The second thing that the rabbis do is to legally parse each requirement of the passages. It is obvious that the rabbis do not want this law on the books. But they just cannot erase a Torah law. So they develop so many legal requirements that it is virtually impossible for this commandment ever to be fulfilled. The rabbis say in Sanhedrin 71 A that the death penalty "never occurred and never will occur" for this situation. One mitzvah down; 612 to go.

 For example, they discuss the word "son." This implies that they boy is still a child. As a child, he is not responsible for his actions and these laws and penalties cannot apply at all. A child becomes a man at bar mitzvah, but then the parents no longer have authority over the son anyway. The rabbis decide that the only time-frame when this law applies is the first three months after a bar mitzvah ceremony (Sanhedrin 68B).

More specifically, "from the time he produces two pubic hairs until the time that his public hairs grow round." Rabbi Dimi traveled from Palestine to Babylonia (where the Talmud was being written and said he read in a baraita (part of the discussion of the Talmud that was left on the editing room floor), that "it is when the pubic hair begins to grow around the base of the penis and not yet on the testicles." In this way, the window for this law being effective is shortened to just three months.

 Rabbi Samson Raphael Hirsh says that this is when a 13 year old boy's passions become aroused and this is when parents must exert tight discipline over their son's evil inclination, as well as over raging hormones.

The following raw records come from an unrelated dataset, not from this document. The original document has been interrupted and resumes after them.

//! # ESL Management API Client
//!
//! A typed, async client for the REST backend of an electronic shelf label
//! (ESL) management platform: stores, products, ESLs, gateways, and
//! categories.
//!
//! ## Overview
//!
//! This crate provides:
//! - Type-safe configuration via [`EslConfig`] and [`EslConfigBuilder`]
//! - Validated newtypes for the base URL and bearer token
//! - An async HTTP client that maps non-2xx responses to explicit errors
//!   carrying the server's `detail` message
//! - A generic [`rest::RestResource`] trait giving every resource the same
//!   `all`, `find`, `create`, `update`, and `delete` operations
//! - An injectable [`RequestObserver`] hook, emitting `tracing` events by default
//!
//! ## Quick Start
//!
//! ```rust
//! use esl_api::{BearerToken, EslConfig, UpdateMethod};
//! use std::time::Duration;
//!
//! let config = EslConfig::builder()
//!     .bearer_token(BearerToken::new("token").unwrap())
//!     .timeout(Duration::from_secs(10))
//!     .update_method(UpdateMethod::Patch)
//!     .build()
//!     .unwrap();
//!
//! assert_eq!(config.base_url().as_ref(), "https://esl-management-platform.onrender.com");
//! ```
//!
//! ## Working With Resources
//!
//! ```rust,ignore
//! use esl_api::{EslConfig, RestClient};
//! use esl_api::rest::{RestResource, ResourceError};
//! use esl_api::rest::resources::{Category, CategoryCreate};
//!
//! let client = RestClient::new(&EslConfig::default())?;
//!
//! let created = Category::create(&client, &CategoryCreate {
//!     name: "Electronics".to_string(),
//!     is_active: Some(true),
//!     ..Default::default()
//! }).await?;
//!
//! match Category::find(&client, &created.id).await {
//!     Ok(category) => assert_eq!(category, created),
//!     Err(ResourceError::NotFound { message, .. }) => eprintln!("gone: {message}"),
//!     Err(e) => return Err(e.into()),
//! }
//! ```
//!
//! ## Failure Semantics
//!
//! Every call is attempted once. Non-2xx responses, transport failures,
//! timeouts, and unparseable success bodies are all returned as errors;
//! no partial data is ever returned.
//!
//! ## Design Principles
//!
//! - **No global state**: Configuration is instance-based and passed explicitly
//! - **Fail-fast validation**: All newtypes validate on construction
//! - **Thread-safe**: All client types are `Send + Sync`
//! - **Async-first**: Designed for use with the Tokio async runtime

pub mod clients;
pub mod config;
pub mod error;
pub mod rest;

// Re-export public types at crate root for convenience
pub use config::{
    BaseUrl, BearerToken, EslConfig, EslConfigBuilder, UpdateMethod, DEFAULT_BASE_URL,
    DEFAULT_TIMEOUT,
};
pub use error::ConfigError;

// Re-export HTTP client types
pub use clients::{
    DataType, HttpClient, HttpError, HttpMethod, HttpRequest, HttpRequestBuilder, HttpResponse,
    HttpResponseError, InvalidHttpRequestError, NoopObserver, RequestObserver, RestClient,
    RestError, TracingObserver,
};

// Re-export resource types
pub use rest::resources::{Category, Esl, Gateway, Product, Store};
pub use rest::{MessageResponse, ResourceError, RestResource};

 Nachmanides contends that one sin will lead to another. He says these verses are here to teach us that if one shows disrespect to his parents, he will disrespect the Torah. If one is a glutton with food and wine, it is an indication of a lack of self constraint that will make it impossible to be a holy person and develop spiritual limitations. Rabbi Bachya says that these verses teach that parents' love of God must supercede the love of their own children. He sites Abraham and his willingness to sacrifice Isaac as the prime example.

 The sages still try to add more into this verse to keep it from being used. They decide that the child had to have stolen money from his parents to buy enough food and wine to have become a drunkard and a glutton. This would mean that he is addicted to food and wine and will become a murderous thief in the future to continue his habit.

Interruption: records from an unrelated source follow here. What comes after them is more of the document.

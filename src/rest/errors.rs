//! Resource-specific error types for REST API operations.
//!
//! This module contains error types for resource operations, extending
//! the base [`RestError`](crate::clients::RestError) with resource-specific
//! semantics like `NotFound` and `MalformedResponse`.
//!
//! # Error Handling
//!
//! HTTP status codes map to semantic error variants:
//!
//! - **404**: [`ResourceError::NotFound`] - Resource doesn't exist
//! - **422**: [`ResourceError::ValidationFailed`] - Request body rejected
//! - **Other 4xx/5xx**: [`ResourceError::Http`] - Wrapped HTTP error
//!
//! Every status failure carries the server's `detail` message, available
//! through [`ResourceError::message`].
//!
//! # Example
//!
//! ```rust,ignore
//! use esl_api::rest::{RestResource, ResourceError};
//!
//! match Store::find(&client, "42").await {
//!     Ok(store) => println!("Found: {}", store.name),
//!     Err(ResourceError::NotFound { resource, id, .. }) => {
//!         println!("{} with id {} not found", resource, id);
//!     }
//!     Err(e) => println!("Other error: {}", e),
//! }
//! ```

use crate::clients::{HttpError, RestError};
use thiserror::Error;

/// Error type for REST resource operations.
///
/// # Example
///
/// ```rust
/// use esl_api::rest::ResourceError;
///
/// let error = ResourceError::NotFound {
///     resource: "Store",
///     id: "42".to_string(),
///     message: "Store not found".to_string(),
/// };
/// assert!(error.to_string().contains("Store"));
/// assert_eq!(error.message(), Some("Store not found"));
/// ```
#[derive(Debug, Error)]
pub enum ResourceError {
    /// The resource was not found (HTTP 404).
    #[error("{resource} with id {id} not found: {message}")]
    NotFound {
        /// The type name of the resource (e.g., "Store", "Category").
        resource: &'static str,
        /// The ID that was requested.
        id: String,
        /// The message reported by the server.
        message: String,
    },

    /// The server rejected the request body (HTTP 422).
    #[error("Validation failed: {message}")]
    ValidationFailed {
        /// The message reported by the server.
        message: String,
    },

    /// A success response could not be parsed into the expected shape.
    #[error("Malformed {resource} response: {message}")]
    MalformedResponse {
        /// The type name of the resource.
        resource: &'static str,
        /// The parse error.
        message: String,
    },

    /// A request body or query could not be serialized.
    #[error("Failed to serialize {resource} request: {message}")]
    Serialization {
        /// The type name of the resource.
        resource: &'static str,
        /// The serializer error.
        message: String,
    },

    /// No valid path matches the provided IDs and operation.
    ///
    /// Also returned for an empty ID, which would otherwise address the
    /// collection.
    #[error("Cannot resolve path for {resource}::{operation} with provided IDs")]
    PathResolutionFailed {
        /// The type name of the resource.
        resource: &'static str,
        /// The operation being attempted (e.g., "find", "all", "delete").
        operation: &'static str,
    },

    /// An HTTP-level error occurred.
    ///
    /// Status failures other than 404 and 422 land here, as do network
    /// failures and timeouts.
    #[error(transparent)]
    Http(#[from] HttpError),

    /// A REST-level error occurred.
    #[error(transparent)]
    Rest(#[from] RestError),
}

impl ResourceError {
    /// Classifies a failed REST call for a resource.
    ///
    /// Maps HTTP status codes to semantic error variants:
    /// - 404 -> `NotFound`
    /// - 422 -> `ValidationFailed`
    /// - Other -> `Http`
    ///
    /// # Example
    ///
    /// ```rust
    /// use esl_api::clients::{HttpError, HttpResponseError, RestError};
    /// use esl_api::rest::ResourceError;
    ///
    /// let error = ResourceError::from_rest_error(
    ///     RestError::Http(HttpError::Response(HttpResponseError {
    ///         code: 404,
    ///         message: "Gone".to_string(),
    ///     })),
    ///     "Gateway",
    ///     Some("gw-1"),
    /// );
    /// assert!(matches!(error, ResourceError::NotFound { .. }));
    /// ```
    #[must_use]
    pub fn from_rest_error(error: RestError, resource: &'static str, id: Option<&str>) -> Self {
        match error {
            RestError::Http(http_error) => Self::from_http_error(http_error, resource, id),
            other => Self::Rest(other),
        }
    }

    /// Classifies a failed HTTP exchange for a resource.
    #[must_use]
    pub fn from_http_error(error: HttpError, resource: &'static str, id: Option<&str>) -> Self {
        match error {
            HttpError::Response(response) if response.code == 404 => Self::NotFound {
                resource,
                id: id.unwrap_or("unknown").to_string(),
                message: response.message,
            },
            HttpError::Response(response) if response.code == 422 => Self::ValidationFailed {
                message: response.message,
            },
            other => Self::Http(other),
        }
    }

    /// Returns the server-supplied message for status failures.
    ///
    /// This is the `detail` field of the error body, or the
    /// `HTTP error! status: ...` fallback.
    #[must_use]
    pub fn message(&self) -> Option<&str> {
        match self {
            Self::NotFound { message, .. } | Self::ValidationFailed { message } => Some(message),
            Self::Http(HttpError::Response(e)) | Self::Rest(RestError::Http(HttpError::Response(e))) => {
                Some(&e.message)
            }
            _ => None,
        }
    }

    /// Returns the HTTP status code, if the failure came from a response.
    #[must_use]
    pub const fn status(&self) -> Option<u16> {
        match self {
            Self::NotFound { .. } => Some(404),
            Self::ValidationFailed { .. } => Some(422),
            Self::Http(e) | Self::Rest(RestError::Http(e)) => e.status(),
            _ => None,
        }
    }
}

// Verify ResourceError is Send + Sync at compile time
const _: fn() = || {
    const fn assert_send_sync<T: Send + Sync>() {}
    assert_send_sync::<ResourceError>();
};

 Because the verse says that a "man" has this wayward son, the rabbis decree that if a minor boy has a son, this son is exempt forever from this law. They decide from their biblical research that a boy as young as nine years old can be a father. They decide that King Solomon's forebearers, on his mother Bathsheba's side, procreated when they were nine years old.

They also decide that Haran was nine years old when he begat Sarah, Abraham's wife. They then decide, according to Rabbi Hillel's academy, that if a boy less than nine years old fondles his mother, even to the point of having penile-vaginal penetration, it is not incest and the mother can still marry a Kohan.

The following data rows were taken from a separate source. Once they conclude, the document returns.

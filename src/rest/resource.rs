//! REST Resource trait for CRUD operations.
//!
//! This module defines the [`RestResource`] trait, which provides a standardized
//! interface for the ESL management API resources. Resources that implement
//! this trait gain `all()`, `find()`, `create()`, `update()`, and `delete()`.
//!
//! # Implementing a Resource
//!
//! 1. Define the read shape plus create and update shapes with serde derives
//! 2. Implement the `RestResource` trait with associated types and constants
//! 3. The trait provides default implementations for CRUD operations
//!
//! # Example
//!
//! ```rust,ignore
//! use esl_api::rest::RestResource;
//!
//! impl RestResource for Store {
//!     type AllParams = ();
//!     type Create = StoreCreate;
//!     type Update = StoreUpdate;
//!
//!     const NAME: &'static str = "Store";
//!     const PLURAL: &'static str = "stores";
//! }
//!
//! // Usage:
//! let store = Store::find(&client, "42").await?;
//! let stores = Store::all(&client, None).await?;
//! ```

use std::collections::HashMap;

use serde::{de::DeserializeOwned, Serialize};
use serde_json::Value;

use crate::clients::{HttpResponse, RestClient};
use crate::rest::{
    get_path, resource_url, MessageResponse, ResourceError, ResourceOperation, ResourcePath,
    CRUD_PATHS,
};

/// A REST resource that can be listed, fetched, created, updated, and deleted.
///
/// Implementors define the resource's paths, name, and shapes, and get
/// default implementations for all CRUD methods.
///
/// # Associated Types
///
/// - `AllParams`: Query parameters for `all()` (use `()` if none)
/// - `Create`: The body sent by `create()`
/// - `Update`: The partial body sent by `update()`; unset fields are omitted
///
/// # Associated Constants
///
/// - `NAME`: The singular resource name (e.g., "Store")
/// - `PLURAL`: The collection name every path is relative to (e.g., "stores")
/// - `PATHS`: The standard operations, [`CRUD_PATHS`] unless overridden
/// - `ACTIONS`: Extra endpoints beyond CRUD, empty by default
#[allow(async_fn_in_trait)]
pub trait RestResource: DeserializeOwned + Clone + Send + Sync + Sized {
    /// Query parameters for `all()` operations.
    type AllParams: Serialize + Default + Send + Sync;

    /// The create shape: the entity without server-assigned fields.
    type Create: Serialize + Send + Sync;

    /// The update shape: every field optional.
    type Update: Serialize + Send + Sync;

    /// The singular name of the resource (e.g., "Store").
    ///
    /// Used in error messages.
    const NAME: &'static str;

    /// The plural name used in URL paths (e.g., "stores").
    const PLURAL: &'static str;

    /// Paths for the standard operations, relative to `PLURAL`.
    const PATHS: &'static [ResourcePath] = CRUD_PATHS;

    /// Extra endpoints such as `initialize`, relative to `PLURAL`.
    const ACTIONS: &'static [ResourcePath] = &[];

    /// Lists all resources matching the given parameters.
    ///
    /// # Errors
    ///
    /// Returns [`ResourceError::Http`] for non-2xx responses and network
    /// failures, and [`ResourceError::MalformedResponse`] if the body is not
    /// a JSON array of the expected shape.
    ///
    /// # Example
    ///
    /// ```rust,ignore
    /// for esl in Esl::all(&client, None).await? {
    ///     println!("{}: {}%", esl.id, esl.battery_level);
    /// }
    /// ```
    async fn all(
        client: &RestClient,
        params: Option<Self::AllParams>,
    ) -> Result<Vec<Self>, ResourceError> {
        let query = params
            .map(|p| serialize_to_query::<Self, _>(&p))
            .transpose()?
            .filter(|q| !q.is_empty());

        send_operation::<Self, _>(client, ResourceOperation::All, None, None, query).await
    }

    /// Finds a single resource by ID.
    ///
    /// # Errors
    ///
    /// Returns [`ResourceError::NotFound`] if the server answers 404.
    /// Returns [`ResourceError::PathResolutionFailed`] if `id` is empty.
    ///
    /// # Example
    ///
    /// ```rust,ignore
    /// let gateway = Gateway::find(&client, "gw-001").await?;
    /// println!("Firmware: {}", gateway.firmware_version);
    /// ```
    async fn find(client: &RestClient, id: &str) -> Result<Self, ResourceError> {
        send_operation::<Self, _>(client, ResourceOperation::Find, Some(id), None, None).await
    }

    /// Creates a resource and returns the server's full representation.
    ///
    /// # Errors
    ///
    /// Returns [`ResourceError::ValidationFailed`] if the server answers 422,
    /// and [`ResourceError::Http`] for other non-2xx responses.
    ///
    /// # Example
    ///
    /// ```rust,ignore
    /// let category = Category::create(&client, &CategoryCreate {
    ///     name: "Electronics".to_string(),
    ///     is_active: Some(true),
    ///     ..Default::default()
    /// }).await?;
    /// ```
    async fn create(client: &RestClient, body: &Self::Create) -> Result<Self, ResourceError> {
        let body = serialize_body::<Self, _>(body)?;
        send_operation::<Self, _>(client, ResourceOperation::Create, None, Some(body), None)
            .await
    }

    /// Updates the fields set in `body` and returns the updated resource.
    ///
    /// Sent as PUT or PATCH depending on the client's update method.
    ///
    /// # Errors
    ///
    /// Returns [`ResourceError::NotFound`] if the resource doesn't exist.
    ///
    /// # Example
    ///
    /// ```rust,ignore
    /// let esl = Esl::update(&client, "esl-9", &EslUpdate {
    ///     battery_level: Some(80.0),
    ///     ..Default::default()
    /// }).await?;
    /// ```
    async fn update(
        client: &RestClient,
        id: &str,
        body: &Self::Update,
    ) -> Result<Self, ResourceError> {
        let body = serialize_body::<Self, _>(body)?;
        send_operation::<Self, _>(client, ResourceOperation::Update, Some(id), Some(body), None)
            .await
    }

    /// Deletes a resource by ID and returns the server's confirmation.
    ///
    /// # Errors
    ///
    /// Returns [`ResourceError::NotFound`] if the resource doesn't exist.
    async fn delete(client: &RestClient, id: &str) -> Result<MessageResponse, ResourceError> {
        send_operation::<Self, _>(client, ResourceOperation::Delete, Some(id), None, None).await
    }
}

/// Resolves the path for `operation`, sends the request, and parses the
/// success body as `T`.
///
/// Status failures are classified with [`ResourceError::from_rest_error`].
pub(crate) async fn send_operation<R: RestResource, T: DeserializeOwned>(
    client: &RestClient,
    operation: ResourceOperation,
    id: Option<&str>,
    body: Option<Value>,
    query: Option<HashMap<String, String>>,
) -> Result<T, ResourceError> {
    let url = operation_url::<R>(operation, id)?;
    let method = operation.http_method(client.update_method());

    let response = client
        .send(method, &url, body, query)
        .await
        .map_err(|e| ResourceError::from_rest_error(e, R::NAME, id))?;

    parse_response(&response, R::NAME)
}

/// Resolves the request path for `operation` from the resource's tables.
fn operation_url<R: RestResource>(
    operation: ResourceOperation,
    id: Option<&str>,
) -> Result<String, ResourceError> {
    let path_failed = || ResourceError::PathResolutionFailed {
        resource: R::NAME,
        operation: operation.as_str(),
    };

    // An empty id would collapse onto the collection path
    if id.is_some_and(|id| id.trim().is_empty()) {
        return Err(path_failed());
    }

    let available_ids: &[&str] = if id.is_some() { &["id"] } else { &[] };
    let path = get_path(R::PATHS, operation, available_ids)
        .or_else(|| get_path(R::ACTIONS, operation, available_ids))
        .ok_or_else(path_failed)?;

    let mut ids: HashMap<&str, &str> = HashMap::new();
    if let Some(id) = id {
        ids.insert("id", id);
    }

    Ok(resource_url(R::PLURAL, path.template, &ids))
}

/// Parses a success body, mapping shape mismatches to `MalformedResponse`.
fn parse_response<T: DeserializeOwned>(
    response: &HttpResponse,
    resource: &'static str,
) -> Result<T, ResourceError> {
    response
        .json()
        .map_err(|e| ResourceError::MalformedResponse {
            resource,
            message: e.to_string(),
        })
}

fn serialize_body<R: RestResource, B: Serialize>(body: &B) -> Result<Value, ResourceError> {
    serde_json::to_value(body).map_err(|e| ResourceError::Serialization {
        resource: R::NAME,
        message: e.to_string(),
    })
}

/// Serializes a params struct to a query parameter map.
fn serialize_to_query<R: RestResource, T: Serialize>(
    params: &T,
) -> Result<HashMap<String, String>, ResourceError> {
    let value = serde_json::to_value(params).map_err(|e| ResourceError::Serialization {
        resource: R::NAME,
        message: format!("Failed to serialize params: {e}"),
    })?;

    let mut query = HashMap::new();

    if let Value::Object(map) = value {
        for (key, val) in map {
            match val {
                Value::Null => {} // Skip null values
                Value::String(s) => {
                    query.insert(key, s);
                }
                Value::Number(n) => {
                    query.insert(key, n.to_string());
                }
                Value::Bool(b) => {
                    query.insert(key, b.to_string());
                }
                Value::Array(arr) => {
                    // Convert arrays to comma-separated values
                    let values: Vec<String> = arr
                        .iter()
                        .filter_map(|v| match v {
                            Value::String(s) => Some(s.clone()),
                            Value::Number(n) => Some(n.to_string()),
                            _ => None,
                        })
                        .collect();
                    if !values.is_empty() {
                        query.insert(key, values.join(","));
                    }
                }
                Value::Object(_) => {
                    query.insert(key, val.to_string());
                }
            }
        }
    }

    Ok(query)
}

 The rabbis then have the problem of deciding how much a son has to drink and eat to be a glutton. They decide that if the son steals his father's money and buys meat and drink in Jerusalem, he is excused, as the money was spent like the tithe money that is to be spent in the Holy city. If the boy gets drunk and overeats at a public feast, he is excused. They decided that gluttony means eating delicacy cuts of expensive meat and noother foods. Being a drunkard means drinking only the best... rare, strong wines. And the son must be a glutton and a drunkard at the same time. The meat cannot be salted, and the wine cannot be young.

The rabbis get side-tracked discussing their favorite wines and meats, and discussing why if wine is so bad, did God make it for man. The rabbis then derive adages about the benefits of wine and the ills of its excesses.

 After what reads like a wine tasting--gourmet dinner party, the rabbis decide that the boy must steal both from his mother and father; buy the meat and wine; and eat it outside of his parent's property. If he stole the money from people other than his parents; he is not a wayward son. If the boy steals the wine and meat directly, and not the money to buy them; he is not a wayward son. Since the money that his mother has belongs to her husband, it is difficult for the son to actually steal from his mother. The husband would have had to make a legal oath that certain monies were his wife's and were no longer his. If the boy's mother and father disagreed, then the boy could not be a wayward son. And if the mother wasn't in agreement with the father for any reason (i.e. the parents occasionally quarreled); the boy could not be deemed a wayward son either.

The sages also decide that, since the verse says the parents must "grasp" the boy and "take" him, they cannot be lame or have an injured hand. Since they both must talk, they cannot be mute. They cannot be deaf, as they must hear their son's rebuke. And they cannot be blind as they must be able to recognize their son by sight being drunk and overeating. They then decide that if all of these above contingencies are met, that flogging should be the penalty not stoning. But they want at least two witness who saw what the parents saw and who saw the parents warn the son that what he was about to do was punishable by flogging.

But if the boy isn't found guilty until after the three-month window of his bar mitzvah, he is no longer able to be punished.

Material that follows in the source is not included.